§ Work required: Your task is to show every line in the listing below that includes "StdRng".

§ Material provided:
>>
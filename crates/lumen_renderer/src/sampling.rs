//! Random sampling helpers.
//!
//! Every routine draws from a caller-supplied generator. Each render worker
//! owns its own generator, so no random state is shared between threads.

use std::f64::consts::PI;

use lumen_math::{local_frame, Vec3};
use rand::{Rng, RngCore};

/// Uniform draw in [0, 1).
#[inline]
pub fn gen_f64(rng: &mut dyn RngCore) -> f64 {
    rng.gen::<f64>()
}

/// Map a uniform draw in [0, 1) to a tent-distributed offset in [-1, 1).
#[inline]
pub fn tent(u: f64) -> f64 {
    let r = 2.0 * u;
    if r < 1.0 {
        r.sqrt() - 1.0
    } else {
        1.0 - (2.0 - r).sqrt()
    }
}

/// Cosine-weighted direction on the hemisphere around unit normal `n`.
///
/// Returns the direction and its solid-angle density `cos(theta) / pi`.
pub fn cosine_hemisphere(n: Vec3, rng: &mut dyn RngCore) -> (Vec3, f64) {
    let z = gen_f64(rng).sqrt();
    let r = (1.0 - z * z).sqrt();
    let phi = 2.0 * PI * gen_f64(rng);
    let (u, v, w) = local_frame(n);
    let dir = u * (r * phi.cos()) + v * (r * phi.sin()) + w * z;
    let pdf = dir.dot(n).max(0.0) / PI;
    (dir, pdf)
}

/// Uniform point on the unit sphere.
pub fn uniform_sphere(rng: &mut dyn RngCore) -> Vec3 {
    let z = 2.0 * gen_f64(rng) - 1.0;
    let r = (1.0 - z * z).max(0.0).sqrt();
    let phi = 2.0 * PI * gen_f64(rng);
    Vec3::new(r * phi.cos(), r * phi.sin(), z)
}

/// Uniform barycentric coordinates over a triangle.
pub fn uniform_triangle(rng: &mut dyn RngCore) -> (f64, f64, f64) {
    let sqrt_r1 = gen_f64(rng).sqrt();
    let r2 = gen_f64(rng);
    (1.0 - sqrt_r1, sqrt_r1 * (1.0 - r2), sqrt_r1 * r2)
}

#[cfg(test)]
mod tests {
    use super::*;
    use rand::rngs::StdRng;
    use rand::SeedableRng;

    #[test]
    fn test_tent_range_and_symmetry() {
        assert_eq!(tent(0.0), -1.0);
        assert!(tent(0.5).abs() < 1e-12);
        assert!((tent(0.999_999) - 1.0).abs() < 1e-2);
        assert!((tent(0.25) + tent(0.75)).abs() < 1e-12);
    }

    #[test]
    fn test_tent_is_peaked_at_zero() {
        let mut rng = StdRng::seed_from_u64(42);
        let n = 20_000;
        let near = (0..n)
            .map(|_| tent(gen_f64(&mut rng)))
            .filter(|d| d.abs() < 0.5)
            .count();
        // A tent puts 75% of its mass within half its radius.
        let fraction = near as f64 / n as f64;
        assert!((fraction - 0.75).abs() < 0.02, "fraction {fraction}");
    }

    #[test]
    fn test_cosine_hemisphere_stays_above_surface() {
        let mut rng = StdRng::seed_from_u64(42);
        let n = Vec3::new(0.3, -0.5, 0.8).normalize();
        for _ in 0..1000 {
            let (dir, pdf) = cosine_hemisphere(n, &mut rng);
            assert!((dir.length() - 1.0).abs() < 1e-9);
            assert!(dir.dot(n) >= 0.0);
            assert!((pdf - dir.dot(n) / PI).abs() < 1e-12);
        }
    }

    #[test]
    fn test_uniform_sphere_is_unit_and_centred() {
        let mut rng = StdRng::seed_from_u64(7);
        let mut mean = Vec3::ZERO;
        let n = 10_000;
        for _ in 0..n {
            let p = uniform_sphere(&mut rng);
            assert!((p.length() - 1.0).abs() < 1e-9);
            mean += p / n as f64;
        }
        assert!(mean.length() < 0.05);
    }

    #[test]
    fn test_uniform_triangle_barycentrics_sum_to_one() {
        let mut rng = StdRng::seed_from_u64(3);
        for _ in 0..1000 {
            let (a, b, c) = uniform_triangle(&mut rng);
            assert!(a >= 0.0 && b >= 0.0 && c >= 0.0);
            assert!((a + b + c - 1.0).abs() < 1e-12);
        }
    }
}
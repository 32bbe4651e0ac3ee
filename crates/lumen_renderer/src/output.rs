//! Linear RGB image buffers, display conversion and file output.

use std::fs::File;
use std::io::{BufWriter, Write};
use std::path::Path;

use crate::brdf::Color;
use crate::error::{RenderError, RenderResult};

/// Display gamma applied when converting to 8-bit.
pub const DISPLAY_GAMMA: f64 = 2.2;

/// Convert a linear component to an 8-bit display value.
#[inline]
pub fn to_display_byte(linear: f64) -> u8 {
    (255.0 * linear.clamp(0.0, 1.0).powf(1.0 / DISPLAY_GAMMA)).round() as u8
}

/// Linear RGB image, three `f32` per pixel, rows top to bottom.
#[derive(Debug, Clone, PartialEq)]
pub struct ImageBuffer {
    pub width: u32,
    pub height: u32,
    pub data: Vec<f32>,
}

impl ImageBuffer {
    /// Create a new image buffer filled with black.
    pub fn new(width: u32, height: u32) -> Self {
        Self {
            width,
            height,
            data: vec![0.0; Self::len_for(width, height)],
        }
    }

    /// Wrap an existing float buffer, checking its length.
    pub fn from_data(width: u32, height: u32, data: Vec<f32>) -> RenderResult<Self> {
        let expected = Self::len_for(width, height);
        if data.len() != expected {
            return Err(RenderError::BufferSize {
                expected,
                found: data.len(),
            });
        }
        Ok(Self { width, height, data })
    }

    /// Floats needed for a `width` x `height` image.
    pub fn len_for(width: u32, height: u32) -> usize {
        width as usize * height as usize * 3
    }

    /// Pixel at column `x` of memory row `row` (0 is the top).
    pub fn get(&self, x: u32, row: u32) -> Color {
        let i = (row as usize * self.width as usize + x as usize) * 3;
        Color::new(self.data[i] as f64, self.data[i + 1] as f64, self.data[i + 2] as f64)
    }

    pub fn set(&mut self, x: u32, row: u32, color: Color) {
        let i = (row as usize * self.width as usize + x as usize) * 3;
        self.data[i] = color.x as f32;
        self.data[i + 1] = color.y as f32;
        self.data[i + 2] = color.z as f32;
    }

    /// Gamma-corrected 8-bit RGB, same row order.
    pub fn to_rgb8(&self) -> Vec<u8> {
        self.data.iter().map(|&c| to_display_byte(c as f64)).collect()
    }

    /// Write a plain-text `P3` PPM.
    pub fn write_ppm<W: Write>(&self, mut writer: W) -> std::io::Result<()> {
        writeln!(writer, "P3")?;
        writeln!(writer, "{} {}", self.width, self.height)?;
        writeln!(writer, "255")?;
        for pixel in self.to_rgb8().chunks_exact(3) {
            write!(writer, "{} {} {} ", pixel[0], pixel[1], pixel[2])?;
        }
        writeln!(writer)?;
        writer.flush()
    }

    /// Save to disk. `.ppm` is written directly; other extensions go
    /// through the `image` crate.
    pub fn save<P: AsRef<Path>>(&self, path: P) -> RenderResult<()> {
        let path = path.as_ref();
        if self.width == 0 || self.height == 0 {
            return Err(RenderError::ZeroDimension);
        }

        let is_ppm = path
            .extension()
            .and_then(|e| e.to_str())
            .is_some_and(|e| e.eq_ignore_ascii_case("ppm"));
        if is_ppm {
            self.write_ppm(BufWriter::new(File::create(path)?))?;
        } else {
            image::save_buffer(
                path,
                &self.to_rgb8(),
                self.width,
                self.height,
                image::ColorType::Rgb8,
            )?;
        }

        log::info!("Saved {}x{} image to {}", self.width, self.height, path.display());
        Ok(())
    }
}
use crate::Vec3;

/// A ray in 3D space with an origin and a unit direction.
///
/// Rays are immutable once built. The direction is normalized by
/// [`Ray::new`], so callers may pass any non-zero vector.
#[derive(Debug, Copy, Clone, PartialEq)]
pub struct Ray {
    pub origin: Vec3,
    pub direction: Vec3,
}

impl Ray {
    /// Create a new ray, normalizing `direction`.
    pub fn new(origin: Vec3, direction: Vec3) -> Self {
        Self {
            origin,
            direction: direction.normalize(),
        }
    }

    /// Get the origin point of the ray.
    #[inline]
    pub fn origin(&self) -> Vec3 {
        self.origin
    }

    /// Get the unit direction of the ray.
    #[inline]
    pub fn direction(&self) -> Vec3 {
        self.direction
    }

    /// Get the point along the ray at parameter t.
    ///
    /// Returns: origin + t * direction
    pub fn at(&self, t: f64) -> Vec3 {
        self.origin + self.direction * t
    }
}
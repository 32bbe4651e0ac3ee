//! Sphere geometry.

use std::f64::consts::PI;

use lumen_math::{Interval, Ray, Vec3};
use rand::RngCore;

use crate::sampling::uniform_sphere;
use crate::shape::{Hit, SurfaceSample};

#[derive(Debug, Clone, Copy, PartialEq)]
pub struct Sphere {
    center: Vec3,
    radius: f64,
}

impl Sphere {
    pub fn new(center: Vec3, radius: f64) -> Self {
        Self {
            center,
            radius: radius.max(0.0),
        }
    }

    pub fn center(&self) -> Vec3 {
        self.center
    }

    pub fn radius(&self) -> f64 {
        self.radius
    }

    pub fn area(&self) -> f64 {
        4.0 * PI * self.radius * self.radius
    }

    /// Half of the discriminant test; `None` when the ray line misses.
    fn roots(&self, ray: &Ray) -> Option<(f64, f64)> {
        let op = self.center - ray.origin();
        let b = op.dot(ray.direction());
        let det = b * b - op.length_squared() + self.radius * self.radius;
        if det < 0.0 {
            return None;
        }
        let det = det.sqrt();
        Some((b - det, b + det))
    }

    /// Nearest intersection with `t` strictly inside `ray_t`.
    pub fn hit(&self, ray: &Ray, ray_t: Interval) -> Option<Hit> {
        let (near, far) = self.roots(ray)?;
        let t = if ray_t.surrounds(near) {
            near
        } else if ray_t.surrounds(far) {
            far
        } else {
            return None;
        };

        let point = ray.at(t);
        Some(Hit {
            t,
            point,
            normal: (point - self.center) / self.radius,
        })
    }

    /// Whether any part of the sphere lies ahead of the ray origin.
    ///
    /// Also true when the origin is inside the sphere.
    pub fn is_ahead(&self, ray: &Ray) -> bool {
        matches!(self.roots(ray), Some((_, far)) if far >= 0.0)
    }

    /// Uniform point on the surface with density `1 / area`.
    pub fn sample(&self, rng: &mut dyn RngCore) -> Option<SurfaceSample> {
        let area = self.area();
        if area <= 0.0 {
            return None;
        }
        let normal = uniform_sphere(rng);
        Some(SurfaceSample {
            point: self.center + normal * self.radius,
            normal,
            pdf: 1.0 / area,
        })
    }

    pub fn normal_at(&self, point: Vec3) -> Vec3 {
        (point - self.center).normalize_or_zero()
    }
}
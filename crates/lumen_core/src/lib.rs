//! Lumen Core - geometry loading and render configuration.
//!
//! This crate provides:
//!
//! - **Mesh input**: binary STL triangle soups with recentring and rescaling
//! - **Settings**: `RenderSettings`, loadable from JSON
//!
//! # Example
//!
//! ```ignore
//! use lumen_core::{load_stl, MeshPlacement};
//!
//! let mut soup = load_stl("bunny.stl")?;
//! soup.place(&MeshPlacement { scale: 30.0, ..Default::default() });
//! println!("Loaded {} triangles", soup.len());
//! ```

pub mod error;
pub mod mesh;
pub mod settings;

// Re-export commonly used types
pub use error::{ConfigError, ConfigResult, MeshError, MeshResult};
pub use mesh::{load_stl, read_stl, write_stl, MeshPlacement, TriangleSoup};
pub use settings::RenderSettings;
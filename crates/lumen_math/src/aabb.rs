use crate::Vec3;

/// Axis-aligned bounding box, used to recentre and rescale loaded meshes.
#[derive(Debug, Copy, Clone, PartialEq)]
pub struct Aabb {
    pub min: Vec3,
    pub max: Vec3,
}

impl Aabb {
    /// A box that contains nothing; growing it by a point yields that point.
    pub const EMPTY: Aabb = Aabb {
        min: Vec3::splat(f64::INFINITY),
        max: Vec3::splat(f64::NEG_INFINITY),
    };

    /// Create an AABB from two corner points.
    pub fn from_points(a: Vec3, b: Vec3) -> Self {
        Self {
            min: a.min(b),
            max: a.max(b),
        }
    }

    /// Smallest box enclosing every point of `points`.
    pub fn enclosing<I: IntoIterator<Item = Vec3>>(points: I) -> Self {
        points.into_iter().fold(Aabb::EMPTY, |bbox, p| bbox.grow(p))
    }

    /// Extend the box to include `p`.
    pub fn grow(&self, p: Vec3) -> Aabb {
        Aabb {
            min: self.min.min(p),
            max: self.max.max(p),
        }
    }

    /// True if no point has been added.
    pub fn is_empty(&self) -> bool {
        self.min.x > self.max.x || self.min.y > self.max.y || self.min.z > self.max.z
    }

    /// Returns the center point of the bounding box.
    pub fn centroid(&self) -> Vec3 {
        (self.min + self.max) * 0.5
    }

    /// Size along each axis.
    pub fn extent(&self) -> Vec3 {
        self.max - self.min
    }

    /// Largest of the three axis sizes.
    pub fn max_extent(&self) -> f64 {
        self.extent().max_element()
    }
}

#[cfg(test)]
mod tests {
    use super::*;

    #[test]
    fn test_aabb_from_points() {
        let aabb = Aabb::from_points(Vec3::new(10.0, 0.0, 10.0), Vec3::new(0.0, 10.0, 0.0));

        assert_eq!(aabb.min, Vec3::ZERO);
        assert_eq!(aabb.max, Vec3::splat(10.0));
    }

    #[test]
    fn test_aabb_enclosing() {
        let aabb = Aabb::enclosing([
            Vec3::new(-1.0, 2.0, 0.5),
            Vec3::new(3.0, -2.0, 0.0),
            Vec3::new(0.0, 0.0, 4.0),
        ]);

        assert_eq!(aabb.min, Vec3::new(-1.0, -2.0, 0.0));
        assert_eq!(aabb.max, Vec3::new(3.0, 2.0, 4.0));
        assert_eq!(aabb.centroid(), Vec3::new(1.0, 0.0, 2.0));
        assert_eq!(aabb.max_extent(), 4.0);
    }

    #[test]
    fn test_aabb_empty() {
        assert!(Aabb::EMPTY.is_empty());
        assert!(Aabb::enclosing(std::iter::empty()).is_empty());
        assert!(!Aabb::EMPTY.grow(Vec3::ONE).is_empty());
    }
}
<<
§ Written answer:
    use rand::rngs::StdRng;
        let mut rng = StdRng::seed_from_u64(42);
        let mut rng = StdRng::seed_from_u64(42);
        let mut rng = StdRng::seed_from_u64(7);
        let mut rng = StdRng::seed_from_u64(3);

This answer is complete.